Exercise directions: Please copy each line below that contains the word "범위여야".

Data shown:
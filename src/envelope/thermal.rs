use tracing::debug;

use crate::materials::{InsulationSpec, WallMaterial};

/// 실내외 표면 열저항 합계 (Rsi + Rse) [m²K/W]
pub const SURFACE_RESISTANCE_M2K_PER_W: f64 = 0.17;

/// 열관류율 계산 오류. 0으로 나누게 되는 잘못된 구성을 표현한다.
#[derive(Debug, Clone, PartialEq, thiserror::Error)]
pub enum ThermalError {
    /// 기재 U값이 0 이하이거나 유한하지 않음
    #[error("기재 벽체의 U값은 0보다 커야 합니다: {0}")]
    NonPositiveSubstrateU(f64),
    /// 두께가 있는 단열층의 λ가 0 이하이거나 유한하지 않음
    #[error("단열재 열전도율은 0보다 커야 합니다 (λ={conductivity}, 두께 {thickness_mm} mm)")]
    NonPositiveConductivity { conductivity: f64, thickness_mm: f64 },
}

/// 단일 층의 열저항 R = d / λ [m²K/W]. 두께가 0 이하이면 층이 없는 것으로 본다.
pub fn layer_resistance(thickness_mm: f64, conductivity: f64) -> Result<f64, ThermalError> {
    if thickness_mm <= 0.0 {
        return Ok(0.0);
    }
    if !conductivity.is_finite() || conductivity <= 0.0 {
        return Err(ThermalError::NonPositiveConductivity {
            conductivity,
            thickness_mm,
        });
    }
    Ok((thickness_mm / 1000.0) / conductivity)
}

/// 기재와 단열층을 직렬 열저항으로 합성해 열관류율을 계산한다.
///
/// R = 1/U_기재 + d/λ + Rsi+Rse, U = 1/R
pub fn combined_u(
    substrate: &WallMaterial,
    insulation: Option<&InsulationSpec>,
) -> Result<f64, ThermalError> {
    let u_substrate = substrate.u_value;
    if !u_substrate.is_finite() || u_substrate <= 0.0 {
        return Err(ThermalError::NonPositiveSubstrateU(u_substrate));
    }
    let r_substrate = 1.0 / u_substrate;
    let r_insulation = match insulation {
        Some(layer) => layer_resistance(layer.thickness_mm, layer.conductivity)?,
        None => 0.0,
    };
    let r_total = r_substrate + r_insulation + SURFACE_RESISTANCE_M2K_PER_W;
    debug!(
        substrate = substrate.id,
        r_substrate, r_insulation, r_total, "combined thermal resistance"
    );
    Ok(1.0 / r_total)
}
--
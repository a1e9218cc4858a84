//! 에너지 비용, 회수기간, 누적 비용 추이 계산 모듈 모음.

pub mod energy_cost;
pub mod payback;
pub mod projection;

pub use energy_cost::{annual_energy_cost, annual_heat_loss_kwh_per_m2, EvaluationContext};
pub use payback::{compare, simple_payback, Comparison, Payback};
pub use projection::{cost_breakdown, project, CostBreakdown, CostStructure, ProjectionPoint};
==
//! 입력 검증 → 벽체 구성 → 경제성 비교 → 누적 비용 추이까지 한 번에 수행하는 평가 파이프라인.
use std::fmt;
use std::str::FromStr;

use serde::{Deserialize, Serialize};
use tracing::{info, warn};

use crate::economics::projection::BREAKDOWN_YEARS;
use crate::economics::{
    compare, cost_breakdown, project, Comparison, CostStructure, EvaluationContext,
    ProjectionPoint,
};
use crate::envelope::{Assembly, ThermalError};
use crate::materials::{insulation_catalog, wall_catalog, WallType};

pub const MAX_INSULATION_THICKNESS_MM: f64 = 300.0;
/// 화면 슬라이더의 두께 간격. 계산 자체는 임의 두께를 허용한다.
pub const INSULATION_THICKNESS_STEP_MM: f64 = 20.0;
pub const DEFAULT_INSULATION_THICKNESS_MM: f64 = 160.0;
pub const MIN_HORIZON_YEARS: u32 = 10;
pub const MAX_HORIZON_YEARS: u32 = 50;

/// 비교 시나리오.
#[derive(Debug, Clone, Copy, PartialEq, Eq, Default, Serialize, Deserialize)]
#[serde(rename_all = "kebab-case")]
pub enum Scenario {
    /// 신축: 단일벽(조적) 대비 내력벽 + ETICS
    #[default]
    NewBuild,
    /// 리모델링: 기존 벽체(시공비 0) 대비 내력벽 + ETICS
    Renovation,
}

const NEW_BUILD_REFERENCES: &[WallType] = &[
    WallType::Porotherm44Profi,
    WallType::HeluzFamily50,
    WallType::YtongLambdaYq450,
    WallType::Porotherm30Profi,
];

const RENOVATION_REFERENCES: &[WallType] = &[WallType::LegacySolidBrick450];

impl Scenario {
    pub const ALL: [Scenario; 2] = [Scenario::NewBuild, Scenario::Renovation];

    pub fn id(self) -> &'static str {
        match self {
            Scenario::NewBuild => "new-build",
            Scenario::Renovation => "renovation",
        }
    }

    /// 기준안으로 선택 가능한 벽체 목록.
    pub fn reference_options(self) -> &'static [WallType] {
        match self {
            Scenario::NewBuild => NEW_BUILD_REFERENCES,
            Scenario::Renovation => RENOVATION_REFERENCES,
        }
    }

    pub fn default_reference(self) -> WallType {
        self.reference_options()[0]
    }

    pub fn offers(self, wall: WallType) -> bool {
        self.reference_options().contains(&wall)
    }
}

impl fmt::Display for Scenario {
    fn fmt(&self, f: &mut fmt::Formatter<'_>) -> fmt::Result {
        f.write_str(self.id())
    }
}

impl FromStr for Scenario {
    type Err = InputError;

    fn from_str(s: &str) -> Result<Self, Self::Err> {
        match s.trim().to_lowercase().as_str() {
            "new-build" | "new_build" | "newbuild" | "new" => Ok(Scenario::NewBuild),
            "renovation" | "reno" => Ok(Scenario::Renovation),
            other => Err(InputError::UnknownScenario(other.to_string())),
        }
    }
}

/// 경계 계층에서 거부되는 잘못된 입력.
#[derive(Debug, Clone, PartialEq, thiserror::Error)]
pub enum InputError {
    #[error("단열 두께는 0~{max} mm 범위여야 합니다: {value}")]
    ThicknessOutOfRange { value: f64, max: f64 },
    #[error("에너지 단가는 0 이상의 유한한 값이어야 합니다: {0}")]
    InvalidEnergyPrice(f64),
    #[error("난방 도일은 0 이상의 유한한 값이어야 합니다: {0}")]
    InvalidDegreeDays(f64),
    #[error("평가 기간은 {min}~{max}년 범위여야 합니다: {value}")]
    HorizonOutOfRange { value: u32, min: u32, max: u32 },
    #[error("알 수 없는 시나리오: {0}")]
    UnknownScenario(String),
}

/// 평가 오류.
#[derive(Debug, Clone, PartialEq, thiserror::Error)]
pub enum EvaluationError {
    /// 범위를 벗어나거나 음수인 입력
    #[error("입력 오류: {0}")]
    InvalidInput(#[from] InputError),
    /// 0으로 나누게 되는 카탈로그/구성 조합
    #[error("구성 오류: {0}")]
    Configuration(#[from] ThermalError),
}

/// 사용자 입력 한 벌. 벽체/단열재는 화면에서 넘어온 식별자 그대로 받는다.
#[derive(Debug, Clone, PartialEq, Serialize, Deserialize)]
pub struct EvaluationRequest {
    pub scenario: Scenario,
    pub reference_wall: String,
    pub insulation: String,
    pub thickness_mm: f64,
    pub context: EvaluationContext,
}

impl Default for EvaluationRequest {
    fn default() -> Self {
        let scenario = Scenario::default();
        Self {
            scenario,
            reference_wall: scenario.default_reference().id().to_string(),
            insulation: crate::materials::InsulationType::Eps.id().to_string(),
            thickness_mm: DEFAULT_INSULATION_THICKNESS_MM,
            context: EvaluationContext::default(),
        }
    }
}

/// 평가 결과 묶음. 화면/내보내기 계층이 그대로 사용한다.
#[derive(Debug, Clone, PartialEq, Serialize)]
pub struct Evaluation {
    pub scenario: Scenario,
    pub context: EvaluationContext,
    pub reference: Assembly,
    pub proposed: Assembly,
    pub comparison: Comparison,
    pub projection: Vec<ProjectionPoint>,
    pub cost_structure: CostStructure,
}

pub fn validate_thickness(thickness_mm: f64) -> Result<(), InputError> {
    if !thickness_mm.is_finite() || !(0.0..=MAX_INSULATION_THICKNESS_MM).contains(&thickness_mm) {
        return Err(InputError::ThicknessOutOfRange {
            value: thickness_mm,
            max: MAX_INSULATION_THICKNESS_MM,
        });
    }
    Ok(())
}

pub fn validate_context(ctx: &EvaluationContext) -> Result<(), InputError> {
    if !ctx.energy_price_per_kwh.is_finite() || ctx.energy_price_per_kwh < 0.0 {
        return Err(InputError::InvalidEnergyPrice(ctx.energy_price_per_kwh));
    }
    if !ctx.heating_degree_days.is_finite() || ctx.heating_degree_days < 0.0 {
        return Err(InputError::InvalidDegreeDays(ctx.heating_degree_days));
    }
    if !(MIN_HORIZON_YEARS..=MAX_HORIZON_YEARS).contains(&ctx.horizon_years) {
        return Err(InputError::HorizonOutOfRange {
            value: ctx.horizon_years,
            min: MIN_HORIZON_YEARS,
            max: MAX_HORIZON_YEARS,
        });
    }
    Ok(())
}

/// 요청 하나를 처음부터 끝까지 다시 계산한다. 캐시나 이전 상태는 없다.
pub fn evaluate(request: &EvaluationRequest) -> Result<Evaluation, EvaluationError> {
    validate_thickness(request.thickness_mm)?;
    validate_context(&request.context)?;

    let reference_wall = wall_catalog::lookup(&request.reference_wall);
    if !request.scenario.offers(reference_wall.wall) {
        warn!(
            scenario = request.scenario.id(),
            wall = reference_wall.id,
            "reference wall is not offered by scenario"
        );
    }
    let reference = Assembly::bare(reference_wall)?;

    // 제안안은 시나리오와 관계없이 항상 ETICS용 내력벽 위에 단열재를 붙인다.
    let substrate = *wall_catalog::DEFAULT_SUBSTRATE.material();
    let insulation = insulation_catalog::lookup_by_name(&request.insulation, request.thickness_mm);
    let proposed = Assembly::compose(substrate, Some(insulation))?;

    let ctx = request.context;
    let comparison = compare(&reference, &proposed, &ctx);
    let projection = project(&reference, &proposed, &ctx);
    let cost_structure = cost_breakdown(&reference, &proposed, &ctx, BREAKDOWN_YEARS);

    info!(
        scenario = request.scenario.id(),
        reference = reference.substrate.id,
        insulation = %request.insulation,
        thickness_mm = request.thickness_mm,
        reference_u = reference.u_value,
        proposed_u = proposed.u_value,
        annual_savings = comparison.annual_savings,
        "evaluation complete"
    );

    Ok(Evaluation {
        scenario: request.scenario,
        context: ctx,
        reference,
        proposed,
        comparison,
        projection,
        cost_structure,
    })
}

Answer box:
    #[error("단열 두께는 0~{max} mm 범위여야 합니다: {value}")]
    #[error("평가 기간은 {min}~{max}년 범위여야 합니다: {value}")]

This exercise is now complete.